## What you will do
Only a number is wanted here. Tally the lines of the data that contain "Error".

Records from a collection
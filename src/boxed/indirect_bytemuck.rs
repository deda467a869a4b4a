use crate::*;
use crate::boxed::Indirect;
use fat::*;

use bytemuck::Zeroable;

use core::alloc::Layout;



impl<T: Zeroable, A: Alloc + Free> Indirect<T, A> {
    /// Allocate a new box initialized to `0` using `allocator`.
    ///
    /// Uses [`fat::Alloc::alloc_zeroed`], which many allocators can satisfy more cheaply than allocating and then
    /// writing a zeroed `T`.
    ///
    /// ## Failure Modes
    /// *   Fails to compile on impossible alignments (e.g. attempting to allocate 4 KiB alignment pages via 8/16 byte aligned malloc)
    /// *   Fails to compile for ZSTs if unsupported by the allocator
    /// *   Returns <code>[Err]\(...\)</code> when out of memory
    ///
    /// ## Examples
    /// ```
    /// use indirect::{allocator::{alloc::Global, c::Malloc, debug::Null}, Indirect};
    /// let a = Indirect::<[u64; 32], _>::try_new_zeroed_in(Malloc).unwrap();
    /// assert_eq!(*a, [0; 32]);
    /// let a = Indirect::<(), _>::try_new_zeroed_in(Global).unwrap();
    /// let err = Indirect::<u32, _>::try_new_zeroed_in(Null).unwrap_err();
    /// ```
    ///
    /// ```compile_fail,E0080
    /// // won't compile - Malloc doesn't support ZSTs
    /// # use indirect::{allocator::c::Malloc, Indirect};
    /// let a = Indirect::<(), _>::try_new_zeroed_in(Malloc).unwrap();
    /// ```
    pub fn try_new_zeroed_in(allocator: A) -> Result<Self, A::Error> {
        let _ = Self::ASSERT_A_CAN_ALLOC_T;
        let data = allocator.alloc_zeroed(Layout::new::<T>())?.cast();
        // SAFETY: ✔️ `data` was allocated by `allocator` with `Layout::new::<T>()`, and all zeros is a valid `T` per `T: Zeroable`
        Ok(unsafe { Self::from_raw_in(data, allocator) })
    }

    /// Allocate a new box initialized to `0` using `A::default()`.
    pub fn try_new_zeroed() -> Result<Self, A::Error> where A : Default { Self::try_new_zeroed_in(A::default()) }

    /// Allocate a new box initialized to `0` using `allocator`.
    ///
    /// ## Failure Modes
    /// *   Fails to compile on impossible alignments or unsupported ZSTs, like [`try_new_zeroed_in`](Self::try_new_zeroed_in)
    /// *   [`panic!`]s when out of memory
    #[cfg(feature = "panicy-memory")] #[track_caller] pub fn new_zeroed_in(allocator: A) -> Self {
        Self::try_new_zeroed_in(allocator).unwrap_or_else(|err| bug::oom(Layout::new::<T>(), err))
    }

    /// Allocate a new box initialized to `0` using `A::default()`.
    #[cfg(feature = "panicy-memory")] #[track_caller] pub fn new_zeroed() -> Self where A : Default { Self::new_zeroed_in(A::default()) }
}



#[test] fn zeroed() {
    use crate::allocator::{alloc::Global, debug::Tracking};
    let tracking = Tracking::new(Global);
    let a = Indirect::<[u32; 1024], _>::new_zeroed_in(&tracking);
    assert!(a.iter().all(|&x| x == 0));
    assert_eq!(tracking.outstanding(), 1);
    let b = Indirect::<(u8, f64), Global>::new_zeroed();
    assert_eq!(*b, (0, 0.0));
}
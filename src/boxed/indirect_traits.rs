#![allow(clippy::partialeq_ne_impl)] // unnecessary but why not

use crate::*;
use crate::boxed::Indirect;
use fat::Free;

use core::borrow::{Borrow, BorrowMut};
use core::cmp::Ordering;
use core::hash::{Hash, Hasher};
use core::ops::{Deref, DerefMut};



// (Auto)Derefs

impl<T, A: Free> Deref for Indirect<T, A> {
    type Target = T;
    #[track_caller] fn deref(&self) -> &T {
        let Some(data) = self.data() else { bug::valueless::deref() };
        // SAFETY: ✔️ a non-valueless `Indirect` always points at a valid `T` that we have exclusive access to
        unsafe { data.as_ref() }
    }
}

impl<T, A: Free> DerefMut for Indirect<T, A> {
    #[track_caller] fn deref_mut(&mut self) -> &mut T {
        let Some(mut data) = self.data() else { bug::valueless::deref() };
        // SAFETY: ✔️ a non-valueless `Indirect` always points at a valid `T` that we have exclusive access to
        unsafe { data.as_mut() }
    }
}

impl<T, A: Free> AsMut<T>       for Indirect<T, A> { #[track_caller] fn as_mut(&mut self)        -> &mut T   { self } }
impl<T, A: Free> AsRef<T>       for Indirect<T, A> { #[track_caller] fn as_ref(&self)            -> &T       { self } }
impl<T, A: Free> Borrow<T>      for Indirect<T, A> { #[track_caller] fn borrow(&self)            -> &T       { self } }
impl<T, A: Free> BorrowMut<T>   for Indirect<T, A> { #[track_caller] fn borrow_mut(&mut self)    -> &mut T   { self } }



// Comparisons: always by value, never by address

impl<T: Eq,  A: Free> Eq     for Indirect<T, A> {}
impl<T: Ord, A: Free> Ord    for Indirect<T, A> { fn cmp(&self, other: &Self) -> Ordering { T::cmp(self, other) } }

impl<T: PartialEq, A: Free> PartialEq  for Indirect<T, A> {
    fn eq(&self, other: &Self) -> bool { T::eq(self, other) }
    fn ne(&self, other: &Self) -> bool { T::ne(self, other) }
}

impl<T: PartialOrd, A: Free> PartialOrd for Indirect<T, A> {
    fn partial_cmp  (&self, other: &Self) -> Option<Ordering>   { T::partial_cmp   (self, other) }
    fn ge           (&self, other: &Self) -> bool               { T::ge            (self, other) }
    fn gt           (&self, other: &Self) -> bool               { T::gt            (self, other) }
    fn le           (&self, other: &Self) -> bool               { T::le            (self, other) }
    fn lt           (&self, other: &Self) -> bool               { T::lt            (self, other) }
}

/// Hashes exactly as the pointee does, so an [`Indirect`] and its `T` agree on hashes.
impl<T: Hash, A: Free> Hash for Indirect<T, A> {
    #[track_caller] fn hash<H: Hasher>(&self, state: &mut H) {
        let Some(data) = self.data() else { bug::valueless::hash() };
        // SAFETY: ✔️ a non-valueless `Indirect` always points at a valid `T`
        T::hash::<H>(unsafe { data.as_ref() }, state)
    }
}



#[cfg(test)] mod tests {
    use crate::Indirect;
    use crate::allocator::alloc::Global;
    use alloc::string::String;

    use std::collections::{BTreeSet, HashSet};
    use std::hash::{BuildHasher, RandomState};

    #[test] fn compare_by_value() {
        let a : Indirect<i32, Global> = Indirect::new(1);
        let b : Indirect<i32, Global> = Indirect::new(2);
        let c : Indirect<i32, Global> = Indirect::new(1);
        assert!(a == c && a != b);
        assert!(a < b && b > a && a <= c && a >= c);
        assert_eq!(a.cmp(&b), core::cmp::Ordering::Less);
        assert_eq!(Indirect::<f64, Global>::new(f64::NAN).partial_cmp(&Indirect::new(1.0)), None);
    }

    #[test] fn hash_matches_pointee() {
        let s = RandomState::new();
        let b : Indirect<String, Global> = Indirect::new(String::from("hash me"));
        assert_eq!(s.hash_one(&b), s.hash_one(String::from("hash me")));
        assert_eq!(s.hash_one(&b), s.hash_one(b.clone()));
    }

    #[test] fn collections() {
        let mut set = HashSet::new();
        set.insert(Indirect::<String, Global>::new(String::from("a")));
        set.insert(Indirect::<String, Global>::new(String::from("a")));
        set.insert(Indirect::<String, Global>::new(String::from("b")));
        assert_eq!(set.len(), 2);
        assert!(set.contains(&String::from("b")));

        let sorted : BTreeSet<_> = [3, 1, 2].into_iter().map(Indirect::<i32, Global>::new).collect();
        assert!(sorted.iter().map(|b| **b).eq([1, 2, 3]));
    }

    #[test] #[should_panic = "dereferenced a valueless Indirect"] fn deref_valueless() {
        let mut a : Indirect<i32, Global> = Indirect::new(1);
        let _b = Indirect::take(&mut a);
        let _value : i32 = *a;
    }

    #[test] #[should_panic = "dereferenced a valueless Indirect"] fn compare_valueless() {
        let mut a : Indirect<i32, Global> = Indirect::new(1);
        let _b = Indirect::take(&mut a);
        let _ = a == Indirect::new(1);
    }

    #[test] #[should_panic = "hash a valueless Indirect"] fn hash_valueless() {
        let mut a : Indirect<i32, Global> = Indirect::new(1);
        let _b = Indirect::take(&mut a);
        let _ = RandomState::new().hash_one(&a);
    }
}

## Result
2